=== TO DO ===
Take the records below and set them down exactly, so that every line matches the original.
[[ GIVEN DATA, beginning ]]
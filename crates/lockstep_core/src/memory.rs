//! # Scratch Arena
//!
//! Per-iteration scratch budget for the draw path.
//!
//! Drawing code takes short-lived buffers (visible leaf lists, traversal
//! stacks) from the arena instead of allocating freely. The scheduler
//! resets it at the end of every mini-loop iteration, so nothing taken
//! from it may outlive the frame.

use std::cell::Cell;

/// A bump-accounted scratch budget, reset once per loop iteration.
///
/// # Thread Safety
///
/// Not thread-safe. The scheduler is single-threaded.
///
/// # Example
///
/// ```rust
/// use lockstep_core::ScratchArena;
///
/// let arena = ScratchArena::new(1024);
/// let leaves = arena.alloc_vec::<u16>(64).unwrap_or_default();
/// assert!(leaves.capacity() >= 64);
/// arena.reset();
/// assert_eq!(arena.used(), 0);
/// ```
#[derive(Debug)]
pub struct ScratchArena {
    /// Budget in bytes.
    capacity: usize,
    /// Bytes handed out since the last reset.
    offset: Cell<usize>,
    /// Highest `offset` ever reached.
    peak: Cell<usize>,
    /// Requests refused for lack of space.
    refused: Cell<u64>,
}

impl ScratchArena {
    /// Creates an arena with a budget of `capacity` bytes.
    ///
    /// # Arguments
    ///
    /// * `capacity` - Total size in bytes
    #[must_use]
    pub const fn new(capacity: usize) -> Self {
        Self {
            capacity,
            offset: Cell::new(0),
            peak: Cell::new(0),
            refused: Cell::new(0),
        }
    }

    /// Budget in bytes.
    #[inline]
    #[must_use]
    pub const fn capacity(&self) -> usize {
        self.capacity
    }

    /// Bytes handed out since the last reset.
    #[inline]
    #[must_use]
    pub fn used(&self) -> usize {
        self.offset.get()
    }

    /// Bytes still available this iteration.
    #[inline]
    #[must_use]
    pub fn remaining(&self) -> usize {
        self.capacity - self.used()
    }

    /// Highest usage seen in any iteration.
    #[inline]
    #[must_use]
    pub fn peak(&self) -> usize {
        self.peak.get()
    }

    /// Number of requests refused since creation.
    #[inline]
    #[must_use]
    pub fn refused(&self) -> u64 {
        self.refused.get()
    }

    /// Takes an empty buffer with room for `count` elements.
    ///
    /// # Returns
    ///
    /// `None` if the request does not fit in this iteration's budget.
    pub fn alloc_vec<T>(&self, count: usize) -> Option<Vec<T>> {
        if count == 0 {
            return Some(Vec::new());
        }

        let size = std::mem::size_of::<T>().checked_mul(count)?;
        let align = std::mem::align_of::<T>();

        let offset = self.offset.get();
        let aligned = (offset + align - 1) & !(align - 1);
        let end = aligned.checked_add(size)?;

        if end > self.capacity {
            self.refused.set(self.refused.get() + 1);
            tracing::warn!(
                requested = size,
                remaining = self.remaining(),
                "scratch arena over budget"
            );
            return None;
        }

        self.offset.set(end);
        if end > self.peak.get() {
            self.peak.set(end);
        }
        Some(Vec::with_capacity(count))
    }

    /// Releases everything handed out this iteration.
    ///
    /// Returns the number of bytes that were in use.
    #[inline]
    pub fn reset(&self) -> usize {
        self.offset.replace(0)
    }
}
[[ GIVEN DATA, end ]]
=== SOLVED EXERCISE ===
filename crates/lockstep_core/src/memory.rs
//! # Scratch Arena
//!
//! Per-iteration scratch budget for the draw path.
//!
//! Drawing code takes short-lived buffers (visible leaf lists, traversal
//! stacks) from the arena instead of allocating freely. The scheduler
//! resets it at the end of every mini-loop iteration, so nothing taken
//! from it may outlive the frame.

use std::cell::Cell;

/// A bump-accounted scratch budget, reset once per loop iteration.
///
/// # Thread Safety
///
/// Not thread-safe. The scheduler is single-threaded.
///
/// # Example
///
/// ```rust
/// use lockstep_core::ScratchArena;
///
/// let arena = ScratchArena::new(1024);
/// let leaves = arena.alloc_vec::<u16>(64).unwrap_or_default();
/// assert!(leaves.capacity() >= 64);
/// arena.reset();
/// assert_eq!(arena.used(), 0);
/// ```
#[derive(Debug)]
pub struct ScratchArena {
    /// Budget in bytes.
    capacity: usize,
    /// Bytes handed out since the last reset.
    offset: Cell<usize>,
    /// Highest `offset` ever reached.
    peak: Cell<usize>,
    /// Requests refused for lack of space.
    refused: Cell<u64>,
}

impl ScratchArena {
    /// Creates an arena with a budget of `capacity` bytes.
    ///
    /// # Arguments
    ///
    /// * `capacity` - Total size in bytes
    #[must_use]
    pub const fn new(capacity: usize) -> Self {
        Self {
            capacity,
            offset: Cell::new(0),
            peak: Cell::new(0),
            refused: Cell::new(0),
        }
    }

    /// Budget in bytes.
    #[inline]
    #[must_use]
    pub const fn capacity(&self) -> usize {
        self.capacity
    }

    /// Bytes handed out since the last reset.
    #[inline]
    #[must_use]
    pub fn used(&self) -> usize {
        self.offset.get()
    }

    /// Bytes still available this iteration.
    #[inline]
    #[must_use]
    pub fn remaining(&self) -> usize {
        self.capacity - self.used()
    }

    /// Highest usage seen in any iteration.
    #[inline]
    #[must_use]
    pub fn peak(&self) -> usize {
        self.peak.get()
    }

    /// Number of requests refused since creation.
    #[inline]
    #[must_use]
    pub fn refused(&self) -> u64 {
        self.refused.get()
    }

    /// Takes an empty buffer with room for `count` elements.
    ///
    /// # Returns
    ///
    /// `None` if the request does not fit in this iteration's budget.
    pub fn alloc_vec<T>(&self, count: usize) -> Option<Vec<T>> {
        if count == 0 {
            return Some(Vec::new());
        }

        let size = std::mem::size_of::<T>().checked_mul(count)?;
        let align = std::mem::align_of::<T>();

        let offset = self.offset.get();
        let aligned = (offset + align - 1) & !(align - 1);
        let end = aligned.checked_add(size)?;

        if end > self.capacity {
            self.refused.set(self.refused.get() + 1);
            tracing::warn!(
                requested = size,
                remaining = self.remaining(),
                "scratch arena over budget"
            );
            return None;
        }

        self.offset.set(end);
        if end > self.peak.get() {
            self.peak.set(end);
        }
        Some(Vec::with_capacity(count))
    }

    /// Releases everything handed out this iteration.
    ///
    /// Returns the number of bytes that were in use.
    #[inline]
    pub fn reset(&self) -> usize {
        self.offset.replace(0)
    }
}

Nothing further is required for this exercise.